Read the full article about his talk here.


Leah Breen, Director of the Office of Professional Preparation Services at Michigan Department of Education, used her EDTalk platform to discuss the problem of what she deems low-effective assessments in K-12 classrooms across the state. She recommends a conversation between teacher educators, teachers and administrators about what quality assessments look like and who should be responsible for vetting them.

“Maybe it’s time we look at the standards we require in preparation for data use and data literacy and see if we need to make some additions,” Breen said.


Read the full article about her talk here.


Donna Fiebelkorn, Assistant Dean of the school of education at Lake Superior State University, told a resurrection story. From “satisfactory” to “at risk” and finally “low performing,” LSSU’s school of education was at the brink before new leadership reinvigorated the program, according to Fiebelkorn. After detailing a number of interventions, she advised other programs to foster a growth mindset when it comes to criticism.

“Take the opportunity of feedback and challenge not as criticism but as an opportunity for improvement,” Fiebelkorn said. “The report card we got may not have been very meaningful, but it did give us info about who we are, and it was an impetus for change.”


Read the full article about her talk here.

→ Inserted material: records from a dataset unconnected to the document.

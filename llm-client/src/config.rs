use serde::{Deserialize, Serialize};
use std::collections::HashMap;
use std::path::{Path, PathBuf};

use crate::error::{LlmError, Result};

const DEFAULT_PRESET: &str = "gemini-flash";

/// Main configuration structure
#[derive(Debug, Clone, Serialize, Deserialize)]
pub struct Config {
    /// Default preset to use when no --model flag is provided (fallback)
    #[serde(default = "default_preset")]
    pub default_preset: String,

    /// Per-program default presets (program name -> preset name)
    #[serde(default)]
    pub defaults: HashMap<String, String>,

    /// Named model presets for quick access
    #[serde(default)]
    pub presets: HashMap<String, ModelPreset>,

    /// Provider-specific configuration
    #[serde(default)]
    pub providers: HashMap<String, ProviderConfig>,
}

fn default_preset() -> String {
    DEFAULT_PRESET.to_string()
}

/// A named model configuration
#[derive(Debug, Clone, PartialEq, Serialize, Deserialize)]
pub struct ModelPreset {
    /// Provider identifier (gemini, anthropic, openrouter, cerebras)
    pub provider: String,

    /// Model name/identifier for the provider
    pub model: String,
}

/// Provider-specific configuration
#[derive(Debug, Clone, Default, Serialize, Deserialize)]
pub struct ProviderConfig {
    /// API key (optional, can use env var instead)
    #[serde(default, skip_serializing_if = "Option::is_none")]
    pub api_key: Option<String>,

    /// Custom base URL (for API providers)
    #[serde(default, skip_serializing_if = "Option::is_none")]
    pub base_url: Option<String>,
}

impl Config {
    /// Load configuration from the default location
    pub fn load() -> Result<Self> {
        Self::load_from(&Self::config_path()?)
    }

    /// Load configuration from a specific file, defaulting when it is absent
    pub fn load_from(path: &Path) -> Result<Self> {
        if !path.exists() {
            return Ok(Self::default());
        }

        let content = std::fs::read_to_string(path)?;
        let config: Config = toml::from_str(&content)?;
        Ok(config)
    }

    /// Save configuration to the default location
    pub fn save(&self) -> Result<()> {
        self.save_to(&Self::config_path()?)
    }

    /// Save configuration to a specific file
    pub fn save_to(&self, path: &Path) -> Result<()> {
        // Ensure parent directory exists
        if let Some(parent) = path.parent() {
            std::fs::create_dir_all(parent)?;
        }

        let content = toml::to_string_pretty(self)?;
        std::fs::write(path, content)?;
        Ok(())
    }

    /// Get the configuration file path
    pub fn config_path() -> Result<PathBuf> {
        let home =
            std::env::var("HOME").map_err(|_| LlmError::ConfigError("HOME not set".into()))?;
        Ok(PathBuf::from(home).join(".config/cli-programs/llm.toml"))
    }

    /// Get a preset by name
    pub fn get_preset(&self, name: &str) -> Result<&ModelPreset> {
        self.presets
            .get(name)
            .ok_or_else(|| LlmError::InvalidPreset(name.to_string()))
    }

    /// Get the default preset name for a specific program
    ///
    /// Falls back to `default_preset` if no program-specific default is set.
    pub fn get_default_for_program(&self, program: &str) -> &str {
        self.defaults
            .get(program)
            .map(String::as_str)
            .unwrap_or(&self.default_preset)
    }

    /// Get provider config by provider name
    pub fn get_provider_config(&self, provider: &str) -> Option<&ProviderConfig> {
        self.providers.get(provider)
    }
}

impl Default for Config {
    fn default() -> Self {
        let mut presets = HashMap::new();

        presets.insert(
            DEFAULT_PRESET.to_string(),
            ModelPreset {
                provider: "gemini".to_string(),
                model: "gemini-1.5-flash-latest".to_string(),
            },
        );
        presets.insert(
            "gemini-pro".to_string(),
            ModelPreset {
                provider: "gemini".to_string(),
                model: "gemini-1.5-pro-latest".to_string(),
            },
        );

        Self {
            default_preset: DEFAULT_PRESET.to_string(),
            defaults: HashMap::new(),
            presets,
            providers: HashMap::new(),
        }
    }
}

#[cfg(test)]
mod tests {
    use super::*;

    #[test]
    fn test_default_config() {
        let config = Config::default();
        assert_eq!(config.default_preset, "gemini-flash");

        let preset = config.get_preset("gemini-flash").unwrap();
        assert_eq!(preset.provider, "gemini");
        assert_eq!(preset.model, "gemini-1.5-flash-latest");
        assert!(config.presets.contains_key("gemini-pro"));
    }

    #[test]
    fn test_invalid_preset() {
        let config = Config::default();
        let result = config.get_preset("nonexistent");
        assert!(matches!(result, Err(LlmError::InvalidPreset(_))));
    }

    #[test]
    fn test_config_serialization() {
        let config = Config::default();
        let toml_str = toml::to_string_pretty(&config).unwrap();
        let parsed: Config = toml::from_str(&toml_str).unwrap();
        assert_eq!(parsed.default_preset, config.default_preset);
        assert_eq!(parsed.presets.len(), config.presets.len());
    }

    #[test]
    fn test_config_path() {
        let path = Config::config_path().unwrap();
        assert!(
            path.to_string_lossy()
                .contains(".config/cli-programs/llm.toml")
        );
    }

    #[test]
    fn test_save_and_load_from_file() {
        let dir = tempfile::tempdir().unwrap();
        let path = dir.path().join("nested").join("llm.toml");

        let mut config = Config::default();
        config.providers.insert(
            "gemini".to_string(),
            ProviderConfig {
                api_key: Some("secret".to_string()),
                base_url: None,
            },
        );
        config.save_to(&path).unwrap();

        let loaded = Config::load_from(&path).unwrap();
        let provider = loaded.get_provider_config("gemini").unwrap();
        assert_eq!(provider.api_key.as_deref(), Some("secret"));
    }

    #[test]
    fn test_load_missing_file_gives_default() {
        let dir = tempfile::tempdir().unwrap();
        let loaded = Config::load_from(&dir.path().join("absent.toml")).unwrap();
        assert_eq!(loaded.default_preset, "gemini-flash");
    }

    #[test]
    fn test_get_default_for_program() {
        let mut config = Config::default();

        // Without program-specific default, should fall back to default_preset
        assert_eq!(config.get_default_for_program("doc-translate"), "gemini-flash");

        config
            .defaults
            .insert("doc-translate".to_string(), "gemini-pro".to_string());

        assert_eq!(config.get_default_for_program("doc-translate"), "gemini-pro");

        // Unknown program should still fall back
        assert_eq!(config.get_default_for_program("other-tool"), "gemini-flash");
    }
}
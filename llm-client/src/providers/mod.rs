//! LLM provider implementations

mod anthropic;
mod gemini;
pub mod mock;
mod openai_compatible;
pub mod sse;

pub use anthropic::AnthropicProvider;
pub use gemini::GeminiProvider;
pub use mock::{MockProvider, MockReply};
pub use openai_compatible::OpenAICompatibleProvider;

use reqwest::StatusCode;
use reqwest::header::RETRY_AFTER;

use crate::config::{ModelPreset, ProviderConfig};
use crate::error::{LlmError, Result};
use crate::provider::LlmProvider;

/// Supported provider types
#[derive(Debug, Clone, Copy, PartialEq, Eq)]
pub enum ProviderKind {
    Gemini,
    Anthropic,
    OpenRouter,
    Cerebras,
}

impl ProviderKind {
    /// Parse provider kind from string
    pub fn from_str(s: &str) -> Result<Self> {
        match s.to_lowercase().as_str() {
            "gemini" | "google" => Ok(Self::Gemini),
            "anthropic" => Ok(Self::Anthropic),
            "openrouter" => Ok(Self::OpenRouter),
            "cerebras" => Ok(Self::Cerebras),
            _ => Err(LlmError::ConfigError(format!("Unknown provider: {}", s))),
        }
    }

    /// Get the environment variable name for this provider's API key
    pub fn env_var(&self) -> &'static str {
        match self {
            Self::Gemini => "GOOGLE_API_KEY",
            Self::Anthropic => "ANTHROPIC_API_KEY",
            Self::OpenRouter => "OPENROUTER_API_KEY",
            Self::Cerebras => "CEREBRAS_API_KEY",
        }
    }

    /// Display name used in error messages
    pub fn display_name(&self) -> &'static str {
        match self {
            Self::Gemini => "Gemini",
            Self::Anthropic => "Anthropic",
            Self::OpenRouter => "OpenRouter",
            Self::Cerebras => "Cerebras",
        }
    }
}

/// Create a provider instance from a preset and optional config
pub fn get_provider(
    preset: &ModelPreset,
    provider_config: Option<&ProviderConfig>,
) -> Result<Box<dyn LlmProvider>> {
    let kind = ProviderKind::from_str(&preset.provider)?;
    let api_key = get_api_key(provider_config, kind)?;
    let base_url = provider_config.and_then(|c| c.base_url.as_deref());

    match kind {
        ProviderKind::Gemini => match base_url {
            Some(url) => Ok(Box::new(GeminiProvider::with_base_url(
                &preset.model,
                url,
                api_key,
            )?)),
            None => Ok(Box::new(GeminiProvider::new(&preset.model, api_key)?)),
        },
        ProviderKind::Anthropic => Ok(Box::new(AnthropicProvider::new(
            &preset.model,
            api_key,
            base_url,
        )?)),
        ProviderKind::OpenRouter => Ok(Box::new(OpenAICompatibleProvider::openrouter(
            &preset.model,
            api_key,
            base_url,
        )?)),
        ProviderKind::Cerebras => Ok(Box::new(OpenAICompatibleProvider::cerebras(
            &preset.model,
            api_key,
            base_url,
        )?)),
    }
}

/// Get API key from config or environment variable
fn get_api_key(config: Option<&ProviderConfig>, kind: ProviderKind) -> Result<String> {
    // Check config first
    if let Some(key) = config.and_then(|c| c.api_key.clone()) {
        return Ok(key);
    }

    // Fall back to environment variable
    std::env::var(kind.env_var()).map_err(|_| LlmError::MissingApiKey {
        provider: kind.display_name().to_string(),
        env_var: kind.env_var().to_string(),
    })
}

/// Seconds from a `Retry-After` header, if present and numeric
pub(crate) fn retry_after(response: &reqwest::Response) -> Option<u64> {
    response
        .headers()
        .get(RETRY_AFTER)
        .and_then(|v| v.to_str().ok())
        .and_then(|v| v.trim().parse().ok())
}

pub(crate) fn error_for_status(
    status: StatusCode,
    message: String,
    retry_after: Option<u64>,
) -> LlmError {
    LlmError::from_status(status.as_u16(), message, retry_after)
}
//! Error types for tidelog core.

use crate::types::{LogPosition, StoreId, TransactionId};
use std::io;
use std::time::Duration;
use thiserror::Error;

/// Result type for core operations.
pub type CoreResult<T> = Result<T, CoreError>;

/// Errors that can occur while reading, writing or recovering the log.
#[derive(Debug, Error)]
pub enum CoreError {
    /// Storage backend error.
    #[error("storage error: {0}")]
    Storage(#[from] tidelog_storage::StorageError),

    /// I/O error.
    #[error("I/O error: {0}")]
    Io(#[from] io::Error),

    /// The log contains bytes that cannot be decoded.
    #[error("log corruption at {position}: {message}")]
    LogCorruption {
        /// Where the corruption was detected.
        position: LogPosition,
        /// Description of the corruption.
        message: String,
    },

    /// A stored checksum does not match the data it covers.
    #[error("checksum mismatch at {position}: expected {expected:08x}, got {actual:08x}")]
    ChecksumMismatch {
        /// Position of the entry carrying the checksum.
        position: LogPosition,
        /// Stored checksum.
        expected: u32,
        /// Computed checksum.
        actual: u32,
    },

    /// A segment belongs to a different store.
    #[error("log segment {version} belongs to store {found}, expected {expected}")]
    StoreIdMismatch {
        /// The offending segment.
        version: u64,
        /// Identity of the store being recovered.
        expected: StoreId,
        /// Identity found in the segment header.
        found: StoreId,
    },

    /// No checkpoint exists and the earliest log versions have been pruned.
    #[error(
        "no checkpoint found in the transaction logs and log version {oldest_version} is the \
         oldest available; the logs required to recover from the beginning have been removed"
    )]
    MissingCheckpointHistory {
        /// Oldest log version that still exists.
        oldest_version: u64,
    },

    /// The store has committed data but its transaction logs are gone.
    #[error(
        "transaction logs are missing for a store that has committed transactions; set \
         `fail_on_missing_logs = false` to start from a fresh log"
    )]
    LogsMissing,

    /// Recovery hit corruption and is configured to fail on it.
    #[error(
        "unable to recover from corrupted transaction logs: {source}; set \
         `fail_on_corrupted_logs = false` to recover as far as possible and truncate the \
         corrupted part of the log (the removed data is archived but not replayed)"
    )]
    UnableToRecover {
        /// The corruption that stopped recovery.
        #[source]
        source: Box<CoreError>,
    },

    /// Recovery was canceled at a transaction boundary.
    #[error("recovery canceled")]
    RecoveryCanceled,

    /// A parallel apply worker failed.
    #[error("parallel recovery worker failed: {message}")]
    ParallelApplyFailed {
        /// Description of the failure.
        message: String,
    },

    /// Parallel apply workers did not drain in time.
    #[error("parallel recovery did not finish within {timeout:?}")]
    ParallelApplyTimeout {
        /// The configured close timeout.
        timeout: Duration,
    },

    /// The storage engine rejected a transaction.
    #[error("failed to apply {tx_id}: {message}")]
    Apply {
        /// The transaction being applied.
        tx_id: TransactionId,
        /// Description of the failure.
        message: String,
    },

    /// Invalid log format or version.
    #[error("invalid log format: {message}")]
    InvalidFormat {
        /// Description of the format issue.
        message: String,
    },

    /// Invalid argument.
    #[error("invalid argument: {message}")]
    InvalidArgument {
        /// Description of the problem.
        message: String,
    },
}

impl CoreError {
    /// Creates a log corruption error.
    pub fn log_corruption(position: LogPosition, message: impl Into<String>) -> Self {
        Self::LogCorruption {
            position,
            message: message.into(),
        }
    }

    /// Wraps a corruption error with the escape hatch message.
    pub fn unable_to_recover(source: Self) -> Self {
        Self::UnableToRecover {
            source: Box::new(source),
        }
    }

    /// Creates a storage apply error.
    pub fn apply(tx_id: TransactionId, message: impl Into<String>) -> Self {
        Self::Apply {
            tx_id,
            message: message.into(),
        }
    }

    /// Creates an invalid format error.
    pub fn invalid_format(message: impl Into<String>) -> Self {
        Self::InvalidFormat {
            message: message.into(),
        }
    }

    /// Creates an invalid argument error.
    pub fn invalid_argument(message: impl Into<String>) -> Self {
        Self::InvalidArgument {
            message: message.into(),
        }
    }

    /// Returns `true` for structural damage to the log.
    ///
    /// These are the errors `fail_on_corrupted_logs = false` tolerates.
    #[must_use]
    pub fn is_corruption(&self) -> bool {
        matches!(self, Self::LogCorruption { .. } | Self::ChecksumMismatch { .. })
    }
}
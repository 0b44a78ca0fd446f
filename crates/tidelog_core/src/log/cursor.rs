//! Transaction cursors over the log.
//!
//! Both cursors assemble `Start`, `CommandBatch*` and `Commit` entries into
//! [`CommittedTransaction`]s, verifying each transaction's checksum. Rolled
//! back transactions are skipped.

use crate::error::{CoreError, CoreResult};
use crate::log::entry::LogEntry;
use crate::log::files::LogFiles;
use crate::log::reader::{LogEntryReader, PositionedEntry, StreamEnd};
use crate::log::transaction::CommittedTransaction;
use crate::recovery::completeness::{IncompleteTransactionSet, TransactionCompletenessTracker};
use crate::types::LogPosition;
use std::collections::VecDeque;

/// Reads committed transactions oldest first, across segment boundaries.
///
/// Reading stops at the end of the highest segment or at `bound`, whichever
/// comes first. After iteration, [`TransactionCursor::safe_position`] is the
/// point up to which the log was fully understood: just past the last
/// `Commit`, `Rollback` or `Checkpoint` read.
pub struct TransactionCursor {
    files: LogFiles,
    reader: Option<LogEntryReader>,
    /// Versions still to read after the current one.
    pending_versions: VecDeque<u64>,
    bound: Option<LogPosition>,
    tracker: TransactionCompletenessTracker,
    safe_position: LogPosition,
    finished: bool,
}

impl TransactionCursor {
    /// Opens a cursor at `from`, reading no further than `bound`.
    ///
    /// # Errors
    ///
    /// Returns an error if the segment holding `from` is missing or its
    /// header is invalid.
    pub fn new(files: LogFiles, from: LogPosition, bound: Option<LogPosition>) -> CoreResult<Self> {
        let pending_versions = files
            .versions()?
            .into_iter()
            .filter(|&v| v > from.segment_version)
            .filter(|&v| bound.map_or(true, |b| v <= b.segment_version))
            .collect();
        Self::open(files, from, bound, pending_versions)
    }

    /// Opens a cursor confined to the segment holding `from`.
    ///
    /// # Errors
    ///
    /// Returns an error if the segment is missing or its header is invalid.
    pub fn segment(files: LogFiles, from: LogPosition, bound: Option<LogPosition>) -> CoreResult<Self> {
        Self::open(files, from, bound, VecDeque::new())
    }

    fn open(
        files: LogFiles,
        from: LogPosition,
        bound: Option<LogPosition>,
        pending_versions: VecDeque<u64>,
    ) -> CoreResult<Self> {
        let reader = bounded(
            files.reader(from.segment_version, Some(from.byte_offset))?,
            bound,
        );
        Ok(Self {
            safe_position: reader.entry_position(),
            files,
            reader: Some(reader),
            pending_versions,
            bound,
            tracker: TransactionCompletenessTracker::new(),
            finished: false,
        })
    }

    /// Position just past the last entry that closed a transaction or was
    /// a checkpoint. Everything after it is safe to truncate.
    #[must_use]
    pub const fn safe_position(&self) -> LogPosition {
        self.safe_position
    }

    /// Ends the cursor, returning its position and the transactions still
    /// open at that point.
    #[must_use]
    pub fn finish(self) -> (LogPosition, IncompleteTransactionSet) {
        (self.safe_position, self.tracker.into_incomplete())
    }

    /// Reads the next committed transaction.
    ///
    /// # Errors
    ///
    /// Returns a corruption error for undecodable entries, checksum
    /// mismatches, orphaned entries, a torn entry before the last segment,
    /// or a gap in the segment sequence. The cursor yields nothing after an
    /// error.
    pub fn next_transaction(&mut self) -> CoreResult<Option<CommittedTransaction>> {
        if self.finished {
            return Ok(None);
        }
        let result = self.read_next();
        if !matches!(result, Ok(Some(_))) {
            self.finished = true;
        }
        result
    }

    fn read_next(&mut self) -> CoreResult<Option<CommittedTransaction>> {
        loop {
            let Some(reader) = self.reader.as_mut() else {
                return Ok(None);
            };

            let Some(positioned) = reader.next_entry()? else {
                if reader.stream_end() == Some(StreamEnd::Truncated) && !self.pending_versions.is_empty() {
                    return Err(CoreError::log_corruption(
                        reader.entry_position(),
                        "incomplete entry before the last log segment",
                    ));
                }
                if !self.advance_segment()? {
                    return Ok(None);
                }
                continue;
            };

            if let Some(tx) = self.accept(positioned)? {
                return Ok(Some(tx));
            }
        }
    }

    fn accept(&mut self, positioned: PositionedEntry) -> CoreResult<Option<CommittedTransaction>> {
        let PositionedEntry {
            position,
            end,
            entry,
        } = positioned;

        match entry {
            LogEntry::Start {
                tx_id, timestamp, ..
            } => {
                self.tracker.start(tx_id, timestamp, position)?;
                Ok(None)
            }

            LogEntry::CommandBatch(batch) => {
                self.tracker.batch(batch, position)?;
                Ok(None)
            }

            LogEntry::Commit {
                tx_id,
                timestamp,
                checksum,
            } => {
                let open = self.tracker.complete(tx_id).ok_or_else(|| {
                    CoreError::log_corruption(position, format!("commit of {tx_id} without a start"))
                })?;

                if !open.batches.is_empty() && !open.last_chunk_seen {
                    return Err(CoreError::log_corruption(
                        position,
                        format!("{tx_id} committed before its final chunk"),
                    ));
                }

                let actual = open.checksum();
                if actual != checksum {
                    return Err(CoreError::ChecksumMismatch {
                        position,
                        expected: checksum,
                        actual,
                    });
                }

                self.safe_position = end;
                Ok(Some(CommittedTransaction {
                    tx_id,
                    start_timestamp: open.start_timestamp,
                    commit_timestamp: timestamp,
                    checksum,
                    batches: open.batches,
                    start_position: open.start_position,
                    end_position: end,
                }))
            }

            LogEntry::Rollback { tx_id, .. } => {
                // Rollback markers appended by recovery may outlive their start.
                if self.tracker.complete(tx_id).is_none() {
                    tracing::debug!(%tx_id, %position, "rollback without a start");
                }
                self.safe_position = end;
                Ok(None)
            }

            LogEntry::Checkpoint { .. } => {
                self.safe_position = end;
                Ok(None)
            }
        }
    }

    /// Moves to the next segment; returns `false` at the end of the log.
    fn advance_segment(&mut self) -> CoreResult<bool> {
        let Some(current) = self.reader.as_ref().map(LogEntryReader::version) else {
            return Ok(false);
        };
        let Some(next) = self.pending_versions.pop_front() else {
            self.reader = None;
            return Ok(false);
        };

        if next != current + 1 {
            return Err(CoreError::log_corruption(
                LogPosition::new(current + 1, 0),
                format!("log segment {} is missing, next is {next}", current + 1),
            ));
        }

        let reader = bounded(self.files.reader(next, None)?, self.bound);
        if self.tracker.is_empty() {
            self.safe_position = reader.entry_position();
        }
        self.reader = Some(reader);
        Ok(true)
    }
}

impl Iterator for TransactionCursor {
    type Item = CoreResult<CommittedTransaction>;

    fn next(&mut self) -> Option<Self::Item> {
        self.next_transaction().transpose()
    }
}

fn bounded(reader: LogEntryReader, bound: Option<LogPosition>) -> LogEntryReader {
    match bound {
        Some(b) if b.segment_version == reader.version() => reader.with_limit(b.byte_offset),
        _ => reader,
    }
}

/// Reads committed transactions newest first.
///
/// Segments are visited from the highest down to the one holding `from`;
/// each is read forward and its transactions yielded in reverse. An error
/// in one segment does not stop the others: the transactions read before
/// it are still yielded, and the first error is returned once everything
/// else has been.
pub struct ReversedTransactionCursor {
    files: LogFiles,
    from: LogPosition,
    bound: Option<LogPosition>,
    /// Remaining versions, ascending; popped from the back.
    versions: Vec<u64>,
    /// Transactions of the current segment, oldest first; popped from the back.
    pending: Vec<CommittedTransaction>,
    error: Option<CoreError>,
}

impl ReversedTransactionCursor {
    /// Opens a reversed cursor over `from..bound`.
    ///
    /// # Errors
    ///
    /// Returns an error if the segments cannot be listed.
    pub fn new(files: LogFiles, from: LogPosition, bound: Option<LogPosition>) -> CoreResult<Self> {
        let versions = files
            .versions()?
            .into_iter()
            .filter(|&v| v >= from.segment_version)
            .filter(|&v| bound.map_or(true, |b| v <= b.segment_version))
            .collect();
        Ok(Self {
            files,
            from,
            bound,
            versions,
            pending: Vec::new(),
            error: None,
        })
    }

    /// Reads the next transaction, newest first.
    ///
    /// # Errors
    ///
    /// Returns the first read error once all readable transactions have
    /// been yielded.
    pub fn next_transaction(&mut self) -> CoreResult<Option<CommittedTransaction>> {
        loop {
            if let Some(tx) = self.pending.pop() {
                return Ok(Some(tx));
            }
            let Some(version) = self.versions.pop() else {
                return self.error.take().map_or(Ok(None), Err);
            };
            self.read_segment(version);
        }
    }

    fn read_segment(&mut self, version: u64) {
        let from = if version == self.from.segment_version {
            self.from
        } else {
            LogPosition::new(version, 0)
        };

        let mut cursor = match TransactionCursor::segment(self.files.clone(), from, self.bound) {
            Ok(cursor) => cursor,
            Err(e) => {
                self.record(e);
                return;
            }
        };

        loop {
            match cursor.next_transaction() {
                Ok(Some(tx)) => self.pending.push(tx),
                Ok(None) => break,
                Err(e) => {
                    self.record(e);
                    break;
                }
            }
        }
    }

    fn record(&mut self, error: CoreError) {
        tracing::warn!(%error, "unreadable transactions while reading the log backwards");
        if self.error.is_none() {
            self.error = Some(error);
        }
    }
}

impl Iterator for ReversedTransactionCursor {
    type Item = CoreResult<CommittedTransaction>;

    fn next(&mut self) -> Option<Self::Item> {
        self.next_transaction().transpose()
    }
}
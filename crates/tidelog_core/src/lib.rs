//! # Tidelog Core
//!
//! Write-ahead log format and crash recovery for tidelog.
//!
//! This crate provides:
//! - The segmented transaction log: header, entry codec, reader, writer
//! - Transaction cursors, forward and reversed
//! - Log tail scanning and recovery start resolution
//! - Two-pass recovery against a [`StorageEngine`], sequential or parallel
//! - Archiving truncation of corrupted log tails
//!
//! ## Example
//!
//! ```ignore
//! let store = Arc::new(FileSegmentStore::open(&log_dir)?);
//! let files = LogFiles::new(store, store_id);
//! let context = RecoveryContext::new(files, storage, &log_dir)
//!     .with_config(RecoveryConfig::default().parallel_recovery(true));
//! let outcome = Recovery::new(context).run()?;
//! ```

#![deny(unsafe_code)]
#![warn(missing_docs)]

mod availability;
mod config;
mod error;
pub mod log;
pub mod recovery;
mod types;

pub use availability::{AvailabilityGuard, UnavailableGuard};
pub use config::{LogConfig, RecoveryConfig, DEFAULT_ARCHIVE_DIR_NAME};
pub use error::{CoreError, CoreResult};
pub use log::{Command, CommandBatch, CommittedTransaction, LogEntry, LogFiles, LogWriter};
pub use recovery::{
    ApplicationMode, LockGroup, Recovery, RecoveryContext, RecoveryOutcome, StorageEngine,
    TransactionMetadata,
};
pub use types::{now_millis, LogPosition, StoreId, TransactionId, INITIAL_LOG_VERSION};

Lastly, Dr. Dale-Elizabeth Pehrsson, professor and Dean of the College of Education and Human Services at Central Michigan University, discussed recent revisions to the teacher education program at CMU by way of the 2023 Educational Task Force, a dynamic collection of faculty tasked with revising the program. Since 2013, they’ve consolidated courses to shorten the time students must spend in the program while maximizing student yield and added more emphasis to technology and multicultural training.